Despite how prevalent hamburgers are in American culture today, not many of us could actually say where they were first sold. Some would guess hamburgers were first sold at the first fast food restaurant or alongside the first french fries. The truth is far more complicated than that.

The Library of Congress has crowned Louis' Lunch as the first restaurant to serve hamburger sandwiches. Located in New Haven, Connecticut, this historical restaurant has been serving hamburgers for over 100 years. The restaurant is best known for its vertical cast iron broilers, which have been used to make hamburgers since 1898.

Louis' Lunch is often credited as the place where hamburgers were invented, but that is not entirely true. While the restaurant can certainly take credit for selling hamburgers to the masses, and doing so for quite an extended period of time, hamburgers go back further than the restaurant's initial founding in 1895. Still, Louis' Lunch is a cornerstone in American culinary history and should absolutely be thanked for helping bring hamburgers to hungry customers for decades on end.

Louis' Lunch's hamburgers

Several restaurants and cities have fought over the title of "birthplace of the hamburger sandwich." While other places, including a farm stand in Wisconsin served hamburgers before Louis' Lunch, what Louis' Lunch does deserve credit for is serving hamburgers longer than anyone else. Considering the restaurant is still operating to this day and it first opened in 1895, that is a hard record to beat.

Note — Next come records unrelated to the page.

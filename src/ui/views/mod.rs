mod allocations;
mod departments;
mod resource_detail;
mod resources;
mod sign_in;
mod transfers;

pub use allocations::AllocationsView;
pub use departments::DepartmentsView;
pub use resource_detail::ResourceDetailView;
pub use resources::ResourcesView;
pub use sign_in::SignInView;
pub use transfers::TransfersView;
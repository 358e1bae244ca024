use crate::app::Services;
use crate::entities::allocations::{self, AllocationRequest, NewAllocationRequest, Priority};
use crate::entities::departments::{self, Department};
use crate::entities::resources::{self, Resource};
use crate::entities::{parse_quantity, StatusChange};
use crate::query::{Mutation, Query, QueryState};
use crate::session::{Role, Session};
use crate::ui::components::{Field, Form, FormResult};
use crate::ui::ensure_valid_selection;
use crate::ui::renderfns::{priority_color, request_status_color, truncate};
use crate::ui::view::{View, ViewAction};
use crossterm::event::{KeyCode, KeyEvent};
use ratatui::prelude::*;
use ratatui::widgets::{Block, Borders, List, ListItem, ListState, Paragraph};

fn priority_wire(priority: Priority) -> &'static str {
  match priority {
    Priority::Low => "low",
    Priority::Medium => "medium",
    Priority::High => "high",
    Priority::Urgent => "urgent",
  }
}

fn priority_from_wire(value: &str) -> Option<Priority> {
  Priority::ALL
    .into_iter()
    .find(|p| priority_wire(*p) == value)
}

fn priority_options() -> Vec<(String, String)> {
  Priority::ALL
    .iter()
    .map(|p| (priority_wire(*p).to_string(), p.label().to_string()))
    .collect()
}

fn resource_options(rows: &[Resource]) -> Vec<(String, String)> {
  rows.iter().map(|r| (r.id.clone(), r.name.clone())).collect()
}

fn department_options(rows: &[Department]) -> Vec<(String, String)> {
  rows.iter().map(|d| (d.id.clone(), d.name.clone())).collect()
}

/// Allocation request list. Every role can browse and submit requests;
/// approve/reject is reviewer-only.
pub struct AllocationsView {
  role: Role,
  query: Query<Vec<AllocationRequest>>,
  resources: Query<Vec<Resource>>,
  departments: Query<Vec<Department>>,
  create: Mutation<NewAllocationRequest, AllocationRequest>,
  review: Mutation<(String, StatusChange), AllocationRequest>,
  list_state: ListState,
  form: Option<Form>,
}

impl AllocationsView {
  pub fn new(services: Services, session: Session) -> Self {
    let mut query = allocations::list(&services.client, &services.cache);
    query.fetch();
    let mut resources = resources::list(&services.client, &services.cache);
    resources.fetch();
    let mut departments = departments::list(&services.client, &services.cache);
    departments.fetch();

    Self {
      role: session.role,
      query,
      resources,
      departments,
      create: allocations::create(&services.client, &services.cache),
      review: allocations::update_status(&services.client, &services.cache),
      list_state: ListState::default(),
      form: None,
    }
  }

  fn rows(&self) -> &[AllocationRequest] {
    self.query.data().map(|v| v.as_slice()).unwrap_or(&[])
  }

  fn selected(&self) -> Option<&AllocationRequest> {
    self.list_state.selected().and_then(|idx| self.rows().get(idx))
  }

  fn open_create_form(&mut self) {
    let form = Form::new(
      "New Allocation Request",
      vec![
        Field::choice(
          "resource",
          "Resource",
          resource_options(self.resources.data().map(|v| v.as_slice()).unwrap_or(&[])),
        ),
        Field::choice(
          "department",
          "Department",
          department_options(self.departments.data().map(|v| v.as_slice()).unwrap_or(&[])),
        ),
        Field::text("quantity", "Quantity").with_value("1"),
        Field::choice("priority", "Priority", priority_options())
          .with_value(priority_wire(Priority::Medium)),
      ],
    );
    self.form = Some(form);
  }

  fn submit_form(&mut self) -> ViewAction {
    let Some(form) = &mut self.form else {
      return ViewAction::None;
    };

    let quantity = match parse_quantity(&form.value("quantity"), 1) {
      Ok(q) => q,
      Err(e) => {
        form.set_error(e.to_string());
        return ViewAction::None;
      }
    };
    let priority = priority_from_wire(&form.value("priority")).unwrap_or(Priority::Medium);

    let input = NewAllocationRequest::new(
      form.value("resource"),
      form.value("department"),
      quantity,
      priority,
    );
    if let Err(e) = input.validate() {
      form.set_error(e.to_string());
      return ViewAction::None;
    }

    self.create.run(input);
    self.form = None;
    ViewAction::None
  }

  /// Approve or reject the selected request. The transition guard runs
  /// against the row on screen; a settled request is refused locally.
  fn review_selected(&mut self, change: StatusChange) -> ViewAction {
    if !self.role.can_review() {
      return ViewAction::Error("reviewing requests requires a reviewer role".to_string());
    }
    let Some(request) = self.selected() else {
      return ViewAction::None;
    };
    if let Err(e) = change.validate(request.status) {
      return ViewAction::Error(e.to_string());
    }
    let id = request.id.clone();
    self.review.run((id, change));
    ViewAction::None
  }

  fn render_list(&mut self, frame: &mut Frame, area: Rect) {
    let len = self.rows().len();
    ensure_valid_selection(&mut self.list_state, len);

    let title = match self.query.state() {
      QueryState::Loading => " Allocation Requests (loading...) ".to_string(),
      QueryState::Error(e) => format!(" Allocation Requests (error: {}) ", e),
      _ => format!(" Allocation Requests ({}) ", len),
    };

    let block = Block::default()
      .title(title)
      .title_alignment(Alignment::Center)
      .borders(Borders::ALL)
      .border_style(Style::default().fg(Color::Blue));

    if self.rows().is_empty() && !self.query.is_loading() {
      let content = if self.query.is_error() {
        "Failed to load requests. Press 'r' to retry."
      } else {
        "No allocation requests."
      };
      let paragraph = Paragraph::new(content)
        .block(block)
        .style(Style::default().fg(Color::DarkGray));
      frame.render_widget(paragraph, area);
      return;
    }

    let items: Vec<ListItem> = self
      .rows()
      .iter()
      .map(|request| {
        let line = Line::from(vec![
          Span::styled(
            format!("{:<24}", truncate(request.resource_name(), 24)),
            Style::default().fg(Color::Cyan),
          ),
          Span::raw(" "),
          Span::styled(
            format!("{:<20}", truncate(request.department_name(), 20)),
            Style::default().fg(Color::White),
          ),
          Span::raw(" "),
          Span::raw(format!("{:>5}", request.quantity)),
          Span::raw(" "),
          Span::styled(
            format!("{:<8}", request.priority.label()),
            Style::default().fg(priority_color(request.priority)),
          ),
          Span::raw(" "),
          Span::styled(
            format!("{:<10}", request.status.to_string()),
            Style::default().fg(request_status_color(request.status)),
          ),
          Span::styled(
            request.request_date.format("%Y-%m-%d").to_string(),
            Style::default().fg(Color::DarkGray),
          ),
        ]);
        ListItem::new(line)
      })
      .collect();

    let list = List::new(items)
      .block(block)
      .highlight_style(
        Style::default()
          .bg(Color::DarkGray)
          .add_modifier(Modifier::BOLD),
      )
      .highlight_symbol("> ");

    frame.render_stateful_widget(list, area, &mut self.list_state);
  }
}

impl View for AllocationsView {
  fn handle_key(&mut self, key: KeyEvent) -> ViewAction {
    if let Some(form) = &mut self.form {
      return match form.handle_key(key) {
        FormResult::Submitted => self.submit_form(),
        FormResult::Cancelled => {
          self.form = None;
          ViewAction::None
        }
        FormResult::Consumed | FormResult::NotHandled => ViewAction::None,
      };
    }

    match key.code {
      KeyCode::Char('j') | KeyCode::Down => {
        self.list_state.select_next();
      }
      KeyCode::Char('k') | KeyCode::Up => {
        self.list_state.select_previous();
      }
      KeyCode::Char('r') => {
        self.query.refetch();
      }
      KeyCode::Char('n') => {
        self.open_create_form();
      }
      KeyCode::Char('a') => return self.review_selected(StatusChange::approve()),
      KeyCode::Char('x') => return self.review_selected(StatusChange::reject()),
      KeyCode::Char('q') | KeyCode::Esc => return ViewAction::Pop,
      _ => {}
    }
    ViewAction::None
  }

  fn render(&mut self, frame: &mut Frame, area: Rect) {
    self.render_list(frame, area);
    if let Some(form) = &self.form {
      form.render_overlay(frame, area);
    }
  }

  fn title(&self) -> String {
    "Allocations".to_string()
  }

  fn tick(&mut self) -> ViewAction {
    self.query.poll();
    if self.resources.poll() {
      let options = resource_options(self.resources.data().map(|v| v.as_slice()).unwrap_or(&[]));
      if let Some(form) = &mut self.form {
        form.set_choice_options("resource", options);
      }
    }
    if self.departments.poll() {
      let options =
        department_options(self.departments.data().map(|v| v.as_slice()).unwrap_or(&[]));
      if let Some(form) = &mut self.form {
        form.set_choice_options("department", options);
      }
    }

    self.create.poll();
    if let Some(error) = self.create.take_error() {
      return ViewAction::Error(error);
    }
    self.create.take_success();

    self.review.poll();
    if let Some(error) = self.review.take_error() {
      return ViewAction::Error(error);
    }
    self.review.take_success();

    ViewAction::None
  }

  fn wants_text_input(&self) -> bool {
    self.form.is_some()
  }
}

#[cfg(test)]
mod tests {
  use super::*;
  use crate::cache::QueryCache;
  use crate::config::{Config, ServiceConfig};
  use crate::service::ServiceClient;

  fn test_services() -> Services {
    let config = Config {
      service: ServiceConfig {
        url: "https://example.invalid".to_string(),
        api_key: Some("test-key".to_string()),
      },
      title: None,
    };
    Services {
      client: ServiceClient::new(&config).unwrap(),
      cache: QueryCache::new(),
    }
  }

  fn test_session(role: Role) -> Session {
    Session {
      user_id: "user-1".to_string(),
      email: "user@example.com".to_string(),
      role,
    }
  }

  #[tokio::test]
  async fn test_staff_cannot_review() {
    let mut view = AllocationsView::new(test_services(), test_session(Role::Staff));
    let action = view.review_selected(StatusChange::approve());
    assert!(matches!(action, ViewAction::Error(_)));
  }

  #[tokio::test]
  async fn test_reviewer_review_without_selection_is_noop() {
    let mut view =
      AllocationsView::new(test_services(), test_session(Role::DepartmentHead));
    let action = view.review_selected(StatusChange::approve());
    assert!(matches!(action, ViewAction::None));
  }

  #[test]
  fn test_priority_wire_round_trip() {
    for priority in Priority::ALL {
      assert_eq!(priority_from_wire(priority_wire(priority)), Some(priority));
    }
    assert_eq!(priority_from_wire("critical"), None);
  }
}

As for how Louis' Lunch started serving hamburgers, the story goes that a customer in a hurry walked into Louis' Lunch one day and requested something that he could eat on the go. Supposedly, Louis Lassen, the proprietor of Louis' Lunch, put ground steak between two pieces of toast. The rest is history.

One thing customers have noted since then is that Louis' Lunch does hamburgers somewhat differently. To this day, their hamburgers are made with two pieces of toast rather than a potato roll or hamburger bun. It is certainly a different way of doing things but is also part of what made Louis' Lunch iconic and what makes the dish fun to sample for foodie historians.